- _Task details_: The full set of entries has to be output exactly.

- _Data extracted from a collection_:
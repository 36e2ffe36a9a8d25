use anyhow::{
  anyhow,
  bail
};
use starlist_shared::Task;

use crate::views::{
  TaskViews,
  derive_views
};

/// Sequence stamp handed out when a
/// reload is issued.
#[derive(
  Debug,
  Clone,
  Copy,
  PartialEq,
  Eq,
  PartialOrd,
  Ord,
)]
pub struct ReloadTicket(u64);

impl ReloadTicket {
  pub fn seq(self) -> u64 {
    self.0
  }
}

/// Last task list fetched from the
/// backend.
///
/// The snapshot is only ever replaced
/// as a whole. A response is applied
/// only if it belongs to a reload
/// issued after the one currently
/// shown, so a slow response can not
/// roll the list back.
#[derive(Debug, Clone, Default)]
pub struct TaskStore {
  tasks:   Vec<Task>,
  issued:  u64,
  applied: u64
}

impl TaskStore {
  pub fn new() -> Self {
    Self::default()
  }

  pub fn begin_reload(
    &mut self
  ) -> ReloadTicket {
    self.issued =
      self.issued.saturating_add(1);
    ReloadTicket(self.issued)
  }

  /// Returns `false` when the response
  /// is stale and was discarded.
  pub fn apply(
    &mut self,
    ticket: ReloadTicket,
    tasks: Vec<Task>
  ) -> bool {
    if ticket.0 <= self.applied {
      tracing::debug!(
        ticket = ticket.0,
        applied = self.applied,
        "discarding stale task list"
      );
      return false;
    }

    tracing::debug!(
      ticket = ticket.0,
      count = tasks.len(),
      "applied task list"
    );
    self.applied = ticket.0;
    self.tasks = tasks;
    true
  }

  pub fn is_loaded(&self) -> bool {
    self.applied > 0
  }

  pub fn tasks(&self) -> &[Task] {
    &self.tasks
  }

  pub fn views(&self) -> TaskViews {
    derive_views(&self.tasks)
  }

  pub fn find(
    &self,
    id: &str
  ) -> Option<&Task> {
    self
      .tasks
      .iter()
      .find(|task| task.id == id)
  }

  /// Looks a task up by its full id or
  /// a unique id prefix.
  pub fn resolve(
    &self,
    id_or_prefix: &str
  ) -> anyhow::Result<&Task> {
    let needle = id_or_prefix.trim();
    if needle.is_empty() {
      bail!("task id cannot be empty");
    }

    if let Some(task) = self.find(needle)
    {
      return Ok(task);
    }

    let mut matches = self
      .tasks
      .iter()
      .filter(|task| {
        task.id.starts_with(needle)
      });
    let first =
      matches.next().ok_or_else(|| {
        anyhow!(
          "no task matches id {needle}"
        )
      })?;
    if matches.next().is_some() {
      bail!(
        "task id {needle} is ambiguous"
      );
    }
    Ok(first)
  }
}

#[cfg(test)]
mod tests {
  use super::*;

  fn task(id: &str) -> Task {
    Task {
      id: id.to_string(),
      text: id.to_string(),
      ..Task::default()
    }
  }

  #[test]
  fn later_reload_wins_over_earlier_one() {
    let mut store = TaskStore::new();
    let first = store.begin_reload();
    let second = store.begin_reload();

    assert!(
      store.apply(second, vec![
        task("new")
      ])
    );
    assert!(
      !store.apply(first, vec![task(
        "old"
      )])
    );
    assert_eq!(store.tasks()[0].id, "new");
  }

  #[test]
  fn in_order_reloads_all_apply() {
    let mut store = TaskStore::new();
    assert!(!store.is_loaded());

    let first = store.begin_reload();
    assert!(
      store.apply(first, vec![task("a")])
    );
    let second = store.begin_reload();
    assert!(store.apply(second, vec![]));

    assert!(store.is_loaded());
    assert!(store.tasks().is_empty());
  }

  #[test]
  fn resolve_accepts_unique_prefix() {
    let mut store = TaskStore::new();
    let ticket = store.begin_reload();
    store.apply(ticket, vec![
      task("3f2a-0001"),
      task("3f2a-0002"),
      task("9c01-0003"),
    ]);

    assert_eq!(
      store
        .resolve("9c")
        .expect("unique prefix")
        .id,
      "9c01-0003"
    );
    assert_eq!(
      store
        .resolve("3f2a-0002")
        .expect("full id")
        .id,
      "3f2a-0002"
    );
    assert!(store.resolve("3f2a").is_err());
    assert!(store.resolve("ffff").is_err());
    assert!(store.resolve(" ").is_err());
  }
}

- _Task output_:
repository 36e2ffe36a9a8d25
use anyhow::{
  anyhow,
  bail
};
use starlist_shared::Task;

use crate::views::{
  TaskViews,
  derive_views
};

/// Sequence stamp handed out when a
/// reload is issued.
#[derive(
  Debug,
  Clone,
  Copy,
  PartialEq,
  Eq,
  PartialOrd,
  Ord,
)]
pub struct ReloadTicket(u64);

impl ReloadTicket {
  pub fn seq(self) -> u64 {
    self.0
  }
}

/// Last task list fetched from the
/// backend.
///
/// The snapshot is only ever replaced
/// as a whole. A response is applied
/// only if it belongs to a reload
/// issued after the one currently
/// shown, so a slow response can not
/// roll the list back.
#[derive(Debug, Clone, Default)]
pub struct TaskStore {
  tasks:   Vec<Task>,
  issued:  u64,
  applied: u64
}

impl TaskStore {
  pub fn new() -> Self {
    Self::default()
  }

  pub fn begin_reload(
    &mut self
  ) -> ReloadTicket {
    self.issued =
      self.issued.saturating_add(1);
    ReloadTicket(self.issued)
  }

  /// Returns `false` when the response
  /// is stale and was discarded.
  pub fn apply(
    &mut self,
    ticket: ReloadTicket,
    tasks: Vec<Task>
  ) -> bool {
    if ticket.0 <= self.applied {
      tracing::debug!(
        ticket = ticket.0,
        applied = self.applied,
        "discarding stale task list"
      );
      return false;
    }

    tracing::debug!(
      ticket = ticket.0,
      count = tasks.len(),
      "applied task list"
    );
    self.applied = ticket.0;
    self.tasks = tasks;
    true
  }

  pub fn is_loaded(&self) -> bool {
    self.applied > 0
  }

  pub fn tasks(&self) -> &[Task] {
    &self.tasks
  }

  pub fn views(&self) -> TaskViews {
    derive_views(&self.tasks)
  }

  pub fn find(
    &self,
    id: &str
  ) -> Option<&Task> {
    self
      .tasks
      .iter()
      .find(|task| task.id == id)
  }

  /// Looks a task up by its full id or
  /// a unique id prefix.
  pub fn resolve(
    &self,
    id_or_prefix: &str
  ) -> anyhow::Result<&Task> {
    let needle = id_or_prefix.trim();
    if needle.is_empty() {
      bail!("task id cannot be empty");
    }

    if let Some(task) = self.find(needle)
    {
      return Ok(task);
    }

    let mut matches = self
      .tasks
      .iter()
      .filter(|task| {
        task.id.starts_with(needle)
      });
    let first =
      matches.next().ok_or_else(|| {
        anyhow!(
          "no task matches id {needle}"
        )
      })?;
    if matches.next().is_some() {
      bail!(
        "task id {needle} is ambiguous"
      );
    }
    Ok(first)
  }
}

#[cfg(test)]
mod tests {
  use super::*;

  fn task(id: &str) -> Task {
    Task {
      id: id.to_string(),
      text: id.to_string(),
      ..Task::default()
    }
  }

  #[test]
  fn later_reload_wins_over_earlier_one() {
    let mut store = TaskStore::new();
    let first = store.begin_reload();
    let second = store.begin_reload();

    assert!(
      store.apply(second, vec![
        task("new")
      ])
    );
    assert!(
      !store.apply(first, vec![task(
        "old"
      )])
    );
    assert_eq!(store.tasks()[0].id, "new");
  }

  #[test]
  fn in_order_reloads_all_apply() {
    let mut store = TaskStore::new();
    assert!(!store.is_loaded());

    let first = store.begin_reload();
    assert!(
      store.apply(first, vec![task("a")])
    );
    let second = store.begin_reload();
    assert!(store.apply(second, vec![]));

    assert!(store.is_loaded());
    assert!(store.tasks().is_empty());
  }

  #[test]
  fn resolve_accepts_unique_prefix() {
    let mut store = TaskStore::new();
    let ticket = store.begin_reload();
    store.apply(ticket, vec![
      task("3f2a-0001"),
      task("3f2a-0002"),
      task("9c01-0003"),
    ]);

    assert_eq!(
      store
        .resolve("9c")
        .expect("unique prefix")
        .id,
      "9c01-0003"
    );
    assert_eq!(
      store
        .resolve("3f2a-0002")
        .expect("full id")
        .id,
      "3f2a-0002"
    );
    assert!(store.resolve("3f2a").is_err());
    assert!(store.resolve("ffff").is_err());
    assert!(store.resolve(" ").is_err());
  }
}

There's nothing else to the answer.